- **Work request**
Copy out the entries exactly, from the first line to the last.

Dataset entries
use thiserror::Error;

#[derive(Debug, Error)]
pub enum VoiceError {
    #[error("audio capture error: {0}")]
    Capture(String),

    #[error("audio playback error: {0}")]
    Playback(String),

    #[error("speech synthesis failed: {0}")]
    Synthesis(String),

    #[error("transcription API error: {0}")]
    Api(String),

    #[error("transcription job failed: {0}")]
    JobFailed(String),

    #[error("transcript parsing failed: {0}")]
    Parse(String),
}
//! Intent detection for the conversational loop.
//!
//! The model is asked to label each utterance with exactly one intent from a
//! closed list. Anything off-list — including model failures — defaults to
//! general chat, so the loop never stalls on a misread intent.

use tracing::warn;

use crate::chat;

const INTENT_SYSTEM_PROMPT: &str = "You are an intent detector. \
Reply with exactly one word from the list you are given, nothing else.";

/// What the user wants from an utterance.
#[derive(Debug, Clone, Copy, PartialEq, Eq)]
pub enum Intent {
    /// The user wants to begin the PHQ-9 assessment, however they phrase it.
    StartScreening,
    /// Anything else.
    General,
}

/// Build the constrained intent prompt for one utterance.
pub fn intent_prompt(user_text: &str) -> String {
    format!(
        "Message from the user:\n\
         \"{user_text}\"\n\
         \n\
         Reply with exactly one word from this list:\n\
         - start_screening   (the user wants to begin the PHQ-9 assessment, \
         in whatever words)\n\
         - general           (the user wants anything else)\n"
    )
}

/// Parse a model reply into an intent. Off-list replies are `General`.
pub fn parse_intent(reply: &str) -> Intent {
    match reply.replace('\n', "").trim() {
        "start_screening" => Intent::StartScreening,
        _ => Intent::General,
    }
}

/// Classify one utterance. A provider error degrades to `General`.
pub async fn detect_intent(
    config: &aws_config::SdkConfig,
    model_id: &str,
    user_text: &str,
) -> Intent {
    let prompt = intent_prompt(user_text);
    match chat::complete(config, model_id, INTENT_SYSTEM_PROMPT, &prompt).await {
        Ok(reply) => parse_intent(&reply),
        Err(e) => {
            warn!(error = %e, "intent detection failed, assuming general chat");
            Intent::General
        }
    }
}
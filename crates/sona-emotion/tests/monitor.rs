//! Emotion monitor: latest-wins snapshot semantics.

use async_trait::async_trait;
use std::collections::VecDeque;
use std::sync::{Arc, Mutex};
use std::time::Duration;

use sona_emotion::detector::EmotionDetector;
use sona_emotion::monitor::EmotionMonitor;
use sona_emotion::{Emotion, EmotionError, FaceReading};

/// Replays scripted samples; repeats the last behavior once exhausted.
struct ScriptedDetector {
    script: Mutex<VecDeque<Result<Option<FaceReading>, String>>>,
}

impl ScriptedDetector {
    fn new(samples: Vec<Result<Option<FaceReading>, String>>) -> Self {
        Self {
            script: Mutex::new(samples.into()),
        }
    }
}

#[async_trait]
impl EmotionDetector for ScriptedDetector {
    async fn sample(&self) -> Result<Option<FaceReading>, EmotionError> {
        let mut script = self.script.lock().unwrap();
        match script.pop_front() {
            Some(Ok(reading)) => Ok(reading),
            Some(Err(message)) => Err(EmotionError::Detector(message)),
            None => Ok(None),
        }
    }
}

fn face(emotion: Emotion) -> Result<Option<FaceReading>, String> {
    Ok(Some(FaceReading { emotion }))
}

#[tokio::test]
async fn default_snapshot_is_neutral_and_faceless() {
    let monitor = EmotionMonitor::new();
    let snapshot = monitor.snapshot();
    assert_eq!(snapshot.emotion, Emotion::Neutral);
    assert!(!snapshot.face_detected);
}

#[tokio::test]
async fn latest_sample_wins() {
    let detector = Arc::new(ScriptedDetector::new(vec![
        face(Emotion::Happy),
        face(Emotion::Sad),
    ]));

    let monitor = EmotionMonitor::new();
    let handle = monitor.spawn(detector, Duration::from_millis(5));

    tokio::time::sleep(Duration::from_millis(50)).await;
    handle.abort();

    let snapshot = monitor.snapshot();
    assert_eq!(snapshot.emotion, Emotion::Sad);
}

#[tokio::test]
async fn lost_face_keeps_last_emotion_but_drops_presence() {
    let detector = Arc::new(ScriptedDetector::new(vec![face(Emotion::Surprise)]));
    // Script exhausts to Ok(None) afterwards.

    let monitor = EmotionMonitor::new();
    let handle = monitor.spawn(detector, Duration::from_millis(5));

    tokio::time::sleep(Duration::from_millis(50)).await;
    handle.abort();

    let snapshot = monitor.snapshot();
    assert_eq!(snapshot.emotion, Emotion::Surprise);
    assert!(!snapshot.face_detected);
}

#[tokio::test]
async fn detector_errors_leave_snapshot_untouched() {
    let detector = Arc::new(ScriptedDetector::new(vec![
        face(Emotion::Happy),
        Err("camera unavailable".to_string()),
        Err("camera unavailable".to_string()),
    ]));

    let monitor = EmotionMonitor::new();
    let handle = monitor.spawn(detector, Duration::from_millis(5));

    tokio::time::sleep(Duration::from_millis(20)).await;
    let snapshot = monitor.snapshot();
    handle.abort();

    assert_eq!(snapshot.emotion, Emotion::Happy);
}
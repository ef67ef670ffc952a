//! Conversation state shared across turns.

use std::sync::Arc;

use sona_bedrock::chat::{ChatMessage, ChatRole};
use sona_core::models::result::AssessmentResult;
use tokio::sync::Mutex;

#[derive(Debug, Default)]
struct ConversationState {
    last_result: Option<AssessmentResult>,
    history: Vec<ChatMessage>,
}

/// Cloneable handle to the per-conversation state: the latest completed
/// assessment and the persona chat history.
#[derive(Clone, Default)]
pub struct SharedState {
    inner: Arc<Mutex<ConversationState>>,
}

impl SharedState {
    pub fn new() -> Self {
        Self::default()
    }

    pub async fn last_result(&self) -> Option<AssessmentResult> {
        self.inner.lock().await.last_result.clone()
    }

    pub async fn set_last_result(&self, result: AssessmentResult) {
        self.inner.lock().await.last_result = Some(result);
    }

    pub async fn push_user(&self, content: &str) {
        self.inner.lock().await.history.push(ChatMessage {
            role: ChatRole::User,
            content: content.to_string(),
        });
    }

    pub async fn push_assistant(&self, content: &str) {
        self.inner.lock().await.history.push(ChatMessage {
            role: ChatRole::Assistant,
            content: content.to_string(),
        });
    }

    pub async fn history(&self) -> Vec<ChatMessage> {
        self.inner.lock().await.history.clone()
    }

    /// Forget everything. Called when the user says the exit phrase.
    pub async fn reset(&self) {
        let mut state = self.inner.lock().await;
        state.last_result = None;
        state.history.clear();
    }
}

- **Answer below**
use thiserror::Error;

#[derive(Debug, Error)]
pub enum VoiceError {
    #[error("audio capture error: {0}")]
    Capture(String),

    #[error("audio playback error: {0}")]
    Playback(String),

    #[error("speech synthesis failed: {0}")]
    Synthesis(String),

    #[error("transcription API error: {0}")]
    Api(String),

    #[error("transcription job failed: {0}")]
    JobFailed(String),

    #[error("transcript parsing failed: {0}")]
    Parse(String),
}
//! Intent detection for the conversational loop.
//!
//! The model is asked to label each utterance with exactly one intent from a
//! closed list. Anything off-list — including model failures — defaults to
//! general chat, so the loop never stalls on a misread intent.

use tracing::warn;

use crate::chat;

const INTENT_SYSTEM_PROMPT: &str = "You are an intent detector. \
Reply with exactly one word from the list you are given, nothing else.";

/// What the user wants from an utterance.
#[derive(Debug, Clone, Copy, PartialEq, Eq)]
pub enum Intent {
    /// The user wants to begin the PHQ-9 assessment, however they phrase it.
    StartScreening,
    /// Anything else.
    General,
}

/// Build the constrained intent prompt for one utterance.
pub fn intent_prompt(user_text: &str) -> String {
    format!(
        "Message from the user:\n\
         \"{user_text}\"\n\
         \n\
         Reply with exactly one word from this list:\n\
         - start_screening   (the user wants to begin the PHQ-9 assessment, \
         in whatever words)\n\
         - general           (the user wants anything else)\n"
    )
}

/// Parse a model reply into an intent. Off-list replies are `General`.
pub fn parse_intent(reply: &str) -> Intent {
    match reply.replace('\n', "").trim() {
        "start_screening" => Intent::StartScreening,
        _ => Intent::General,
    }
}

/// Classify one utterance. A provider error degrades to `General`.
pub async fn detect_intent(
    config: &aws_config::SdkConfig,
    model_id: &str,
    user_text: &str,
) -> Intent {
    let prompt = intent_prompt(user_text);
    match chat::complete(config, model_id, INTENT_SYSTEM_PROMPT, &prompt).await {
        Ok(reply) => parse_intent(&reply),
        Err(e) => {
            warn!(error = %e, "intent detection failed, assuming general chat");
            Intent::General
        }
    }
}
filename crates/sona-emotion/tests/monitor.rs
//! Emotion monitor: latest-wins snapshot semantics.

use async_trait::async_trait;
use std::collections::VecDeque;
use std::sync::{Arc, Mutex};
use std::time::Duration;

use sona_emotion::detector::EmotionDetector;
use sona_emotion::monitor::EmotionMonitor;
use sona_emotion::{Emotion, EmotionError, FaceReading};

/// Replays scripted samples; repeats the last behavior once exhausted.
struct ScriptedDetector {
    script: Mutex<VecDeque<Result<Option<FaceReading>, String>>>,
}

impl ScriptedDetector {
    fn new(samples: Vec<Result<Option<FaceReading>, String>>) -> Self {
        Self {
            script: Mutex::new(samples.into()),
        }
    }
}

#[async_trait]
impl EmotionDetector for ScriptedDetector {
    async fn sample(&self) -> Result<Option<FaceReading>, EmotionError> {
        let mut script = self.script.lock().unwrap();
        match script.pop_front() {
            Some(Ok(reading)) => Ok(reading),
            Some(Err(message)) => Err(EmotionError::Detector(message)),
            None => Ok(None),
        }
    }
}

fn face(emotion: Emotion) -> Result<Option<FaceReading>, String> {
    Ok(Some(FaceReading { emotion }))
}

#[tokio::test]
async fn default_snapshot_is_neutral_and_faceless() {
    let monitor = EmotionMonitor::new();
    let snapshot = monitor.snapshot();
    assert_eq!(snapshot.emotion, Emotion::Neutral);
    assert!(!snapshot.face_detected);
}

#[tokio::test]
async fn latest_sample_wins() {
    let detector = Arc::new(ScriptedDetector::new(vec![
        face(Emotion::Happy),
        face(Emotion::Sad),
    ]));

    let monitor = EmotionMonitor::new();
    let handle = monitor.spawn(detector, Duration::from_millis(5));

    tokio::time::sleep(Duration::from_millis(50)).await;
    handle.abort();

    let snapshot = monitor.snapshot();
    assert_eq!(snapshot.emotion, Emotion::Sad);
}

#[tokio::test]
async fn lost_face_keeps_last_emotion_but_drops_presence() {
    let detector = Arc::new(ScriptedDetector::new(vec![face(Emotion::Surprise)]));
    // Script exhausts to Ok(None) afterwards.

    let monitor = EmotionMonitor::new();
    let handle = monitor.spawn(detector, Duration::from_millis(5));

    tokio::time::sleep(Duration::from_millis(50)).await;
    handle.abort();

    let snapshot = monitor.snapshot();
    assert_eq!(snapshot.emotion, Emotion::Surprise);
    assert!(!snapshot.face_detected);
}

#[tokio::test]
async fn detector_errors_leave_snapshot_untouched() {
    let detector = Arc::new(ScriptedDetector::new(vec![
        face(Emotion::Happy),
        Err("camera unavailable".to_string()),
        Err("camera unavailable".to_string()),
    ]));

    let monitor = EmotionMonitor::new();
    let handle = monitor.spawn(detector, Duration::from_millis(5));

    tokio::time::sleep(Duration::from_millis(20)).await;
    let snapshot = monitor.snapshot();
    handle.abort();

    assert_eq!(snapshot.emotion, Emotion::Happy);
}
repository ef67ef670ffc952a
//! Conversation state shared across turns.

use std::sync::Arc;

use sona_bedrock::chat::{ChatMessage, ChatRole};
use sona_core::models::result::AssessmentResult;
use tokio::sync::Mutex;

#[derive(Debug, Default)]
struct ConversationState {
    last_result: Option<AssessmentResult>,
    history: Vec<ChatMessage>,
}

/// Cloneable handle to the per-conversation state: the latest completed
/// assessment and the persona chat history.
#[derive(Clone, Default)]
pub struct SharedState {
    inner: Arc<Mutex<ConversationState>>,
}

impl SharedState {
    pub fn new() -> Self {
        Self::default()
    }

    pub async fn last_result(&self) -> Option<AssessmentResult> {
        self.inner.lock().await.last_result.clone()
    }

    pub async fn set_last_result(&self, result: AssessmentResult) {
        self.inner.lock().await.last_result = Some(result);
    }

    pub async fn push_user(&self, content: &str) {
        self.inner.lock().await.history.push(ChatMessage {
            role: ChatRole::User,
            content: content.to_string(),
        });
    }

    pub async fn push_assistant(&self, content: &str) {
        self.inner.lock().await.history.push(ChatMessage {
            role: ChatRole::Assistant,
            content: content.to_string(),
        });
    }

    pub async fn history(&self) -> Vec<ChatMessage> {
        self.inner.lock().await.history.clone()
    }

    /// Forget everything. Called when the user says the exit phrase.
    pub async fn reset(&self) {
        let mut state = self.inner.lock().await;
        state.last_result = None;
        state.history.clear();
    }
}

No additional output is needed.